麻原の死刑確定など

 前に書いてからあっという間に,1ヶ月余が経過。
 明日からまた大学の後期授業が始まる。今日まで1ヶ月半にわたって週1日の大学通いがない上,弁護士業もゆっくりしていたが,これも今週からぼちぼち忙しくなりそうだ。

 昨夏は「郵政解散選挙」であちこちに応援に行っていた。
 総裁選挙が終わって,改めて思うことは候補がすべて2世3世だったことだ。再チャレンジが出来る社会をと謳うが,現実にどんどんと格差が広がり,二極化しているなか,失敗を前提にした再チャレンジがそもそも不要な層がそう言ってもなあと思う。志ある有為な者が誰でも選挙に出られ,かつ総理を目指せるような社会をと願う。中選挙区のほうがよほど新陳代謝が可能であった。
聞くところでは,新総理は経済に疎いとのこと。外交は単純な二国間の問題ではないし,経済とは切っても切り離せないから是非強くなっていただきたい。教育改革はたしかに最重要事だが,改革の中身が問題である。私は,初等教育における国語教育,すなわち人間としての基礎教育が最も大事だと思っている。すなわち,原点に戻れ。昔は実にいい教育をしていたと思うのである。私とたまたま同級生にあたる新総理には,これから様々な声に耳を傾け,柔軟な対応をしていただきたいと願う。

 この間,刑事司法の分野で特筆すべきことは,飲酒運転事故の多発,加えて今月15日,控訴審が開かれないまま,麻原の死刑が確定したことである。
 これについて,真相の究明がなされないままだとの批判がマスコミでは強いが,私の周りでは逆に,なぜもっと早く死刑にしないのかとの声のほうがずっと強い。
日本では裁きをしてくれる神が不在だから,裁判に真相解明を望む声がどうしても強くなる傾向がある。

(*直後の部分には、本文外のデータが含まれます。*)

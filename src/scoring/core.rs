// Copyright 2025-present Harīṣh Tummalachērla
// SPDX-License-Identifier: Apache-2.0

//! The math behind a word score.
//!
//! ```text
//! distance_score(q, w) = 1 / (levenshtein(q, w) + ε)
//! word_score(w)        = combine_q(distance_score(q, w))
//!                      + Σ over synonyms s of w: combine_q(distance_score(q, s))
//! ```
//!
//! `combine_q` folds the per-query-token values with a [`ScoringStrategy`].
//! The default, [`ScoringStrategy::Last`], keeps only the value of the last
//! query token: a two-word query is effectively scored on its second word.
//! That is long-standing ranking behaviour, so it stays the default; `Max`
//! and `Sum` are the alternatives.
//!
//! TF-IDF weights are computed at build time but ignored by default. Setting
//! [`WeightPolicy::Scale`] multiplies each word score by its weight, which
//! changes rankings.

use crate::fuzzy::levenshtein;
use crate::types::ModelWord;

/// Keeps an exact match finite: `1 / ε = 1_000_000`.
pub const EPSILON: f64 = 1e-6;

/// Score of an exact match.
pub const EXACT_MATCH_SCORE: f64 = 1.0 / EPSILON;

/// Inverse edit distance between a query token and a candidate word.
#[inline]
pub fn distance_score(query_token: &str, candidate: &str) -> f64 {
    1.0 / (levenshtein(query_token, candidate) as f64 + EPSILON)
}

/// How the per-query-token scores for one candidate are combined.
#[derive(Debug, Clone, Copy, Default, PartialEq, Eq)]
pub enum ScoringStrategy {
    /// Each token overwrites the previous value; the last token wins.
    #[default]
    Last,
    /// Best token wins.
    Max,
    /// All tokens add up.
    Sum,
}

impl ScoringStrategy {
    /// Combine `distance_score` over all query tokens. No tokens → 0.
    pub fn combine(self, query_tokens: &[String], candidate: &str) -> f64 {
        let mut scores = query_tokens.iter().map(|q| distance_score(q, candidate));
        match self {
            ScoringStrategy::Last => scores.next_back().unwrap_or(0.0),
            ScoringStrategy::Max => scores.fold(0.0, f64::max),
            ScoringStrategy::Sum => scores.sum(),
        }
    }

    pub fn as_str(self) -> &'static str {
        match self {
            ScoringStrategy::Last => "last",
            ScoringStrategy::Max => "max",
            ScoringStrategy::Sum => "sum",
        }
    }
}

/// Whether the build-time TF-IDF weight takes part in ranking.
#[derive(Debug, Clone, Copy, Default, PartialEq, Eq)]
pub enum WeightPolicy {
    /// Weights are stored for inspection only.
    #[default]
    Ignore,
    /// Word scores are multiplied by the word's weight.
    Scale,
}

impl WeightPolicy {
    #[inline]
    pub fn apply(self, score: f64, weight: f64) -> f64 {
        match self {
            WeightPolicy::Ignore => score,
            WeightPolicy::Scale => score * weight,
        }
    }

    pub fn as_str(self) -> &'static str {
        match self {
            WeightPolicy::Ignore => "ignore",
            WeightPolicy::Scale => "scale",
        }
    }
}

/// Score one model word against the query tokens.
///
/// The word itself and each synonym are scored independently and summed.
pub fn word_score(
    word: &ModelWord,
    query_tokens: &[String],
    strategy: ScoringStrategy,
    weights: WeightPolicy,
) -> f64 {
    let direct = strategy.combine(query_tokens, &word.word);
    let via_synonyms: f64 = word
        .synonyms
        .iter()
        .map(|synonym| strategy.combine(query_tokens, synonym))
        .sum();
    weights.apply(direct + via_synonyms, word.weight)
}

だが,人間ができることにはもともと限りがあるし,また当事者が語る「真実」には虚偽が多いので,過大の期待は禁物である。
諸外国であればどうしていただろうか。まずは,麻原が穴蔵に籠もって出てこなかった時点で警察が射殺したであろう国が多いのではないか。「簡易な死刑執行」だ。もし捕らえて裁判にしていたとしても,そもそも刑事司法制度が日本ほど詳細な事実認定を要請していないので,こんなには絶対にかからない。
 死刑が確定した以上,刑事訴訟法上半年を目処に執行されるはずだが(475条・476条),現実には法務省で改めて精査し,また法務大臣が署名したがらないことも手伝って,現在100名近くが未執行とのこと。昨今,犯罪の凶悪化に伴って増えたとはいえ死刑宣告は年20名にも満たないくらいなのに,である。麻原の死刑執行に至ってはずっと先になりそうだ。

 3年後には裁判員制度が始まる。素人裁判官が審理に加われば,裁判の迅速化はもちろん不可避である。集中審理をし,とにかく早く終わらせること。でなければ,素人が前の審理を覚えているはずはないし,出頭の確保もできないからである。膨大な書面を審理することで詳細な事実認定をしていたところにもって,口頭でどんな説明をし,どんな事実認定をしてゆくのか。事はひとり刑事司法制度を超えて国民性をも左右する問題となる。